Raw data:

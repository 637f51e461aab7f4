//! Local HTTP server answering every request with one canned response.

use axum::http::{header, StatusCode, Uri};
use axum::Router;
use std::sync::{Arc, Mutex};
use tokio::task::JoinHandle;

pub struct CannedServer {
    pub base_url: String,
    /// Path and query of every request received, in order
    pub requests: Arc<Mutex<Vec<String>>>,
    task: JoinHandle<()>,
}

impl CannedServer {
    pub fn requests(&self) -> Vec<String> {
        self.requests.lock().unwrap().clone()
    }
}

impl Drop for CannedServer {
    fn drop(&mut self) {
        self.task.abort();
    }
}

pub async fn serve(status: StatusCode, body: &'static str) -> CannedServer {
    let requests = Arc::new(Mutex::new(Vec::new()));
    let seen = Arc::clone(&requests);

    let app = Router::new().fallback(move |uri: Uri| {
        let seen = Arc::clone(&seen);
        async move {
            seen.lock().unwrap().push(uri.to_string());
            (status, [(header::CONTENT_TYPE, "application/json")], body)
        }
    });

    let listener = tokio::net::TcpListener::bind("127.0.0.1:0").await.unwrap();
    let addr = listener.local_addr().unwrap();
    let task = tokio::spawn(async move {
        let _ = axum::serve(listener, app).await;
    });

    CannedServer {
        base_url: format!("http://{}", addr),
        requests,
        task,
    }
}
==
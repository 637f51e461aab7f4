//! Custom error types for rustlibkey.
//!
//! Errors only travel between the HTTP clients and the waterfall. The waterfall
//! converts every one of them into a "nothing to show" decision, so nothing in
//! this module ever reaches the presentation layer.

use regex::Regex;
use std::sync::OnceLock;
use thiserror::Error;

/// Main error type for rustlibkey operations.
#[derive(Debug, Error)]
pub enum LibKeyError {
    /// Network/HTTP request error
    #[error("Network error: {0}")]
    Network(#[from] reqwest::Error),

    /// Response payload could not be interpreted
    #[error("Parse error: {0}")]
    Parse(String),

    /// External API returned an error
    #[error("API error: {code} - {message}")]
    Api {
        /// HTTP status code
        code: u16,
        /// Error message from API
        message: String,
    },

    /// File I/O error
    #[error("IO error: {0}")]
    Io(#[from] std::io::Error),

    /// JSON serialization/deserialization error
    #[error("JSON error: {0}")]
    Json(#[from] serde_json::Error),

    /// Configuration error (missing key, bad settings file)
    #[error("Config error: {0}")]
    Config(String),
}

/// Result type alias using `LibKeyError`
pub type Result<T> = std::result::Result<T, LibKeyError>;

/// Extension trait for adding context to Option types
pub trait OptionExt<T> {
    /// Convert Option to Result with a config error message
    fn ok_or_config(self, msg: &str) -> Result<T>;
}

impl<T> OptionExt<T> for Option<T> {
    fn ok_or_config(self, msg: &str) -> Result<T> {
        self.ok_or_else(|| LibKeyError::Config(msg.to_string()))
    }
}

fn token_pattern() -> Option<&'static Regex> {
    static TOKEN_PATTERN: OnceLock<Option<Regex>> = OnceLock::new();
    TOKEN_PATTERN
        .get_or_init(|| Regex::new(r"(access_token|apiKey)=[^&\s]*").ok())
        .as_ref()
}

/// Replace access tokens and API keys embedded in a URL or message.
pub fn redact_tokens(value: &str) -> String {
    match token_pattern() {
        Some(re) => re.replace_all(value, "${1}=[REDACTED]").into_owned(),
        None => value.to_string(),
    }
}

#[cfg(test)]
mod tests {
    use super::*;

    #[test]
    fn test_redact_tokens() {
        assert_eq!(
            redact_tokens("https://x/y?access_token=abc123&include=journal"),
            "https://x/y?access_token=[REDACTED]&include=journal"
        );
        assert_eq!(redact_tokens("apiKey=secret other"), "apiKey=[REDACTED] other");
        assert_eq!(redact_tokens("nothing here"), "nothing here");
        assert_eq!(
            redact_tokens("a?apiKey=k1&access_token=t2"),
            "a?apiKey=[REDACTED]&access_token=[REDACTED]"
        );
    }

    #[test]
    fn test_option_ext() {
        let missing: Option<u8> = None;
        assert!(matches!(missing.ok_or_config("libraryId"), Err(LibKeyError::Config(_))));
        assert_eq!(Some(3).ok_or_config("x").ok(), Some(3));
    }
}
---
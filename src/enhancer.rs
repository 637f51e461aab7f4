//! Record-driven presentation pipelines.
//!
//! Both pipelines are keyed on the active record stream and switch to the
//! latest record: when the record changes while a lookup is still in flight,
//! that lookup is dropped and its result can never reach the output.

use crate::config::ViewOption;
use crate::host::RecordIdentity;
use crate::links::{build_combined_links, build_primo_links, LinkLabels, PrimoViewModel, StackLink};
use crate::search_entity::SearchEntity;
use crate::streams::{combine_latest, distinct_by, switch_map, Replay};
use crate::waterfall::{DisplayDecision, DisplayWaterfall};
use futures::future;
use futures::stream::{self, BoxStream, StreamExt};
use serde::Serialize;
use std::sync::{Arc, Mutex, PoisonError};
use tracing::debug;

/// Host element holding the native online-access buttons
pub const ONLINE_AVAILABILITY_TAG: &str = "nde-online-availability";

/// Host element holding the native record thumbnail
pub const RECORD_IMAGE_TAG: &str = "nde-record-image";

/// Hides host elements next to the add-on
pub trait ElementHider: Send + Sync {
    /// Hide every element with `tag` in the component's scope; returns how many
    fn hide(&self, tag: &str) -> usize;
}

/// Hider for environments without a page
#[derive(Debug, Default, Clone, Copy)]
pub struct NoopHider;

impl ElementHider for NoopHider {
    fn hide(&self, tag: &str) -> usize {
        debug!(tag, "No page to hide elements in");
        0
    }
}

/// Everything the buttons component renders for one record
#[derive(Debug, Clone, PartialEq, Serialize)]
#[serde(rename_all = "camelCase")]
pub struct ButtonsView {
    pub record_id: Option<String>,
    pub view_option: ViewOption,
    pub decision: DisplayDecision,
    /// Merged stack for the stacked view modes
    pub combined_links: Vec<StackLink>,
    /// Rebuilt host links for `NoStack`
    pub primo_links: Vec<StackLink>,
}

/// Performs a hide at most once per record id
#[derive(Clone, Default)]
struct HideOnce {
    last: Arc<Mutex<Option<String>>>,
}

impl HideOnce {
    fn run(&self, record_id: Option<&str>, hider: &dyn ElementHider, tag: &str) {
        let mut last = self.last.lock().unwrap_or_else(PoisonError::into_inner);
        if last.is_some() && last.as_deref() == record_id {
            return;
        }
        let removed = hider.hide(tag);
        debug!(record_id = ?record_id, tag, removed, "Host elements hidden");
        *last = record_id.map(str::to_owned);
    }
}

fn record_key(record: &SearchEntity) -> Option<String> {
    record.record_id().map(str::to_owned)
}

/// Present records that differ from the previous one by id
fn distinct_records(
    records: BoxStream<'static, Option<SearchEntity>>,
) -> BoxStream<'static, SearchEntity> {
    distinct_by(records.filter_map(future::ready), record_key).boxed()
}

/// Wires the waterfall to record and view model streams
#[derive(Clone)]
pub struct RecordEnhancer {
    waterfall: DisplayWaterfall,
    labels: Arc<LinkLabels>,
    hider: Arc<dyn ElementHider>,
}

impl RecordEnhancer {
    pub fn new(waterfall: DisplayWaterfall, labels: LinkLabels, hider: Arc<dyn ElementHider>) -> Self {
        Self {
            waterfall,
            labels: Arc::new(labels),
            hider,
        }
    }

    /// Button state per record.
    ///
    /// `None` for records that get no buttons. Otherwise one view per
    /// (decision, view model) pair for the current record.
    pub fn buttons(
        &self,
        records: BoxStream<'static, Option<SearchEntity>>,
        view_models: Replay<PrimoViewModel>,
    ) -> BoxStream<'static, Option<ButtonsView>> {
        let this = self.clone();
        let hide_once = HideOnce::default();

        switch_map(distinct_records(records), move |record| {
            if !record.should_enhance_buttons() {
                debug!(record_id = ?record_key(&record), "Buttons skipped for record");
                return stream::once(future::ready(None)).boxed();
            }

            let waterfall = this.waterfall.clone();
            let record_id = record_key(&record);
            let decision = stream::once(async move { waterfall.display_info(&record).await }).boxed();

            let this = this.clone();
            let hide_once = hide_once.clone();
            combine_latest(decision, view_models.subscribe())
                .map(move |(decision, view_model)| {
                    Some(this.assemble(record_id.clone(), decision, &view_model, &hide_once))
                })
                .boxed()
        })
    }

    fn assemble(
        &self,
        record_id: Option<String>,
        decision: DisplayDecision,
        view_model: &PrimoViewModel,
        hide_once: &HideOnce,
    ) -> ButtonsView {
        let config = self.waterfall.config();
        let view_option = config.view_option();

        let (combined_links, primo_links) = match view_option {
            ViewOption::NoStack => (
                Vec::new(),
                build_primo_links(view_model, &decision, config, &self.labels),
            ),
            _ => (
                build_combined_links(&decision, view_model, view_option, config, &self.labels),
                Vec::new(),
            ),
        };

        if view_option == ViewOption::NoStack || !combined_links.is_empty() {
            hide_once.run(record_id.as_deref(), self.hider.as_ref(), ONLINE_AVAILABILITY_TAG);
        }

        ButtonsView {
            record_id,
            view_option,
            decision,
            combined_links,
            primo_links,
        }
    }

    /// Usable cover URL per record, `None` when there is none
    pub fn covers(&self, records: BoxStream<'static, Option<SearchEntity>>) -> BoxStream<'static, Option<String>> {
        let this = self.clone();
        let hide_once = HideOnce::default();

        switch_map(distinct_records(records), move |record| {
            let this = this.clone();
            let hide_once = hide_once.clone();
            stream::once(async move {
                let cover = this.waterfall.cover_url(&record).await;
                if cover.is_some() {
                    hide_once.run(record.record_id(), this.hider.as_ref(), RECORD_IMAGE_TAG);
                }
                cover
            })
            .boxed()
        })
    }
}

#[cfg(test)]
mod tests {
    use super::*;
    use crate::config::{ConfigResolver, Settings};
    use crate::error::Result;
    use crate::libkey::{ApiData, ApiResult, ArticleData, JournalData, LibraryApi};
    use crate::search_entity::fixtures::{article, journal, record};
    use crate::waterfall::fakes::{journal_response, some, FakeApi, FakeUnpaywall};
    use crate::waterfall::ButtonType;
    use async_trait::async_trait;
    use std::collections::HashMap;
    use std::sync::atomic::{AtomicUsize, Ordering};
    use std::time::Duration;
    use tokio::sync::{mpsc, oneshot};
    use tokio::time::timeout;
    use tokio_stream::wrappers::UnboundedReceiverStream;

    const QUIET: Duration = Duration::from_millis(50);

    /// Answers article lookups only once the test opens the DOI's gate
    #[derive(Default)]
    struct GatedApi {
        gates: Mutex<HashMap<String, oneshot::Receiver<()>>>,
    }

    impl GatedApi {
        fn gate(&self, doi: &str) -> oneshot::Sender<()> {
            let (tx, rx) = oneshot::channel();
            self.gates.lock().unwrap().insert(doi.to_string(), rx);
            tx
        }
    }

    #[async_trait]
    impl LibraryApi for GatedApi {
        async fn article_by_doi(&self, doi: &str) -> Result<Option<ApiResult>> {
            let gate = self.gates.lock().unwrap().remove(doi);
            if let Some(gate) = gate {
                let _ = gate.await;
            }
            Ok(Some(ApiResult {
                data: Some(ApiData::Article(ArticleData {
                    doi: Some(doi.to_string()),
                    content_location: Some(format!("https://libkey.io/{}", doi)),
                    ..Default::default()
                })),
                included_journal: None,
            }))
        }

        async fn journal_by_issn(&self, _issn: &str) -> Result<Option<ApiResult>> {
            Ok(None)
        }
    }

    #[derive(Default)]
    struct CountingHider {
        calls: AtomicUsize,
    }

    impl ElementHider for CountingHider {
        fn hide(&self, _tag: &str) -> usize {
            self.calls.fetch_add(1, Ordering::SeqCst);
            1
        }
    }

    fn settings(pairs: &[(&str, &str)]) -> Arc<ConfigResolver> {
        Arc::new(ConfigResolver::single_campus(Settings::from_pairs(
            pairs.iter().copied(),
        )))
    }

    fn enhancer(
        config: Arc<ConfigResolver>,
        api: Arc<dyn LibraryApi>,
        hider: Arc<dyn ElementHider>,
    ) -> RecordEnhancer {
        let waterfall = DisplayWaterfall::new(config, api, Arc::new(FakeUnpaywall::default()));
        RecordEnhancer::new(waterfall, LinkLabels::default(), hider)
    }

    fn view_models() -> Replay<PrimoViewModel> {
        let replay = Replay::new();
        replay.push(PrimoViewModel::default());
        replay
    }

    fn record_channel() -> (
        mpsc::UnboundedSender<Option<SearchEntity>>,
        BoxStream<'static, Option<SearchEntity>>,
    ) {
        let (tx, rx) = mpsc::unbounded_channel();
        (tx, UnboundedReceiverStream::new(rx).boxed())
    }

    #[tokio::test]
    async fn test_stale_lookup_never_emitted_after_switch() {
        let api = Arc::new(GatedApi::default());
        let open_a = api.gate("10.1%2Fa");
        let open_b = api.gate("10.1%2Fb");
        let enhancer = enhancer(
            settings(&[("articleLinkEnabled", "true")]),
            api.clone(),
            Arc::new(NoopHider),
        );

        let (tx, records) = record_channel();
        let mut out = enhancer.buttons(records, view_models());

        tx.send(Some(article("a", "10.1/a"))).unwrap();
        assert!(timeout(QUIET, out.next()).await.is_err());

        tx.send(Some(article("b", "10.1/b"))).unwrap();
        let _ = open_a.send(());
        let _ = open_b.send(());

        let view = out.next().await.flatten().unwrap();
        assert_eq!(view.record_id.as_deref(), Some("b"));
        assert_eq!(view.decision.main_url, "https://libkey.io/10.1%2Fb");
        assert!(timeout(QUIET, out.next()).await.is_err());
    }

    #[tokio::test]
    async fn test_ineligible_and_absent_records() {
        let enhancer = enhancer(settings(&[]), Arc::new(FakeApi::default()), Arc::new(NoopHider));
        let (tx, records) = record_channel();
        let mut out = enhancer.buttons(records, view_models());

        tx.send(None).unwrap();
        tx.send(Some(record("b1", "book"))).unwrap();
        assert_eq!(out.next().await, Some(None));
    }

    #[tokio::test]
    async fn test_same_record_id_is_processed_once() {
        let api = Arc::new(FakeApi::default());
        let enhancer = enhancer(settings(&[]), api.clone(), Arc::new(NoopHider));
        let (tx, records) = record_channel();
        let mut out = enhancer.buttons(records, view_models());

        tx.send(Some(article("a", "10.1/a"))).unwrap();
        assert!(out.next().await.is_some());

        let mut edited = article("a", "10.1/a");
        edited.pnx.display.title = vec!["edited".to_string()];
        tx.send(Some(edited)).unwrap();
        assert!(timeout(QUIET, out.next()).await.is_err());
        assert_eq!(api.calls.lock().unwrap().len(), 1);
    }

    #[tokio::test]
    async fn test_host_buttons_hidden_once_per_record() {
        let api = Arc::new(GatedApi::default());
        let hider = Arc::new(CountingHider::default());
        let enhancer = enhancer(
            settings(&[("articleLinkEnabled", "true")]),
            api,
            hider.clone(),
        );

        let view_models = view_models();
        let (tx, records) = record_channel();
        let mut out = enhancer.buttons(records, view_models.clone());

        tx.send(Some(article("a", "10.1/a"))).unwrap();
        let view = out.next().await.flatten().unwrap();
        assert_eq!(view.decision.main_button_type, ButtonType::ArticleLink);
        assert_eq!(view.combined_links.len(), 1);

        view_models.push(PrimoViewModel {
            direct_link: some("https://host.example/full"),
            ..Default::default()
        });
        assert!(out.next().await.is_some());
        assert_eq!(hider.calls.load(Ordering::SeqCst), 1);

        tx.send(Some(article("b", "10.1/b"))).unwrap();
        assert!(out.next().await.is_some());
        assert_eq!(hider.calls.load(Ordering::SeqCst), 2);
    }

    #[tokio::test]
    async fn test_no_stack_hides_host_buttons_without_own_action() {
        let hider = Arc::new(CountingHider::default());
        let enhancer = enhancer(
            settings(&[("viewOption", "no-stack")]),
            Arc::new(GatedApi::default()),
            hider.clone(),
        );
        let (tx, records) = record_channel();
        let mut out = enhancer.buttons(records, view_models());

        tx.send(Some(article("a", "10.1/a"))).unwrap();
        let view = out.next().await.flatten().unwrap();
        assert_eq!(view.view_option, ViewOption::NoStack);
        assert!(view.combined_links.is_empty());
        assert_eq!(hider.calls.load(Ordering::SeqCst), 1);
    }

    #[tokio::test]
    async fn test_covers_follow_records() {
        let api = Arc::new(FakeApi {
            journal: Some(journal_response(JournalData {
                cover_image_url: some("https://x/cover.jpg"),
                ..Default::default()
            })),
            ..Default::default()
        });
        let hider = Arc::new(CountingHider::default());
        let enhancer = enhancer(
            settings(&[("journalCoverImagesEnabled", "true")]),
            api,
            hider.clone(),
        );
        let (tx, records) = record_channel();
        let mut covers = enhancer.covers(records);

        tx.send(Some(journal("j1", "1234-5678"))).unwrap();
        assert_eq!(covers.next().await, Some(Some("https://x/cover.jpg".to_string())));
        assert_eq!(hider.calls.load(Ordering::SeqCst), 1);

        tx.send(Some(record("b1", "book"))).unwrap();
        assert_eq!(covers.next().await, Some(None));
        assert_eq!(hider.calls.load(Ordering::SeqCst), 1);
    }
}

The task:
For every line above that holds the word "NoopHider", report the whole line.

Task response:
pub struct NoopHider;
impl ElementHider for NoopHider {
            Arc::new(NoopHider),
        let enhancer = enhancer(settings(&[]), Arc::new(FakeApi::default()), Arc::new(NoopHider));
        let enhancer = enhancer(settings(&[]), api.clone(), Arc::new(NoopHider));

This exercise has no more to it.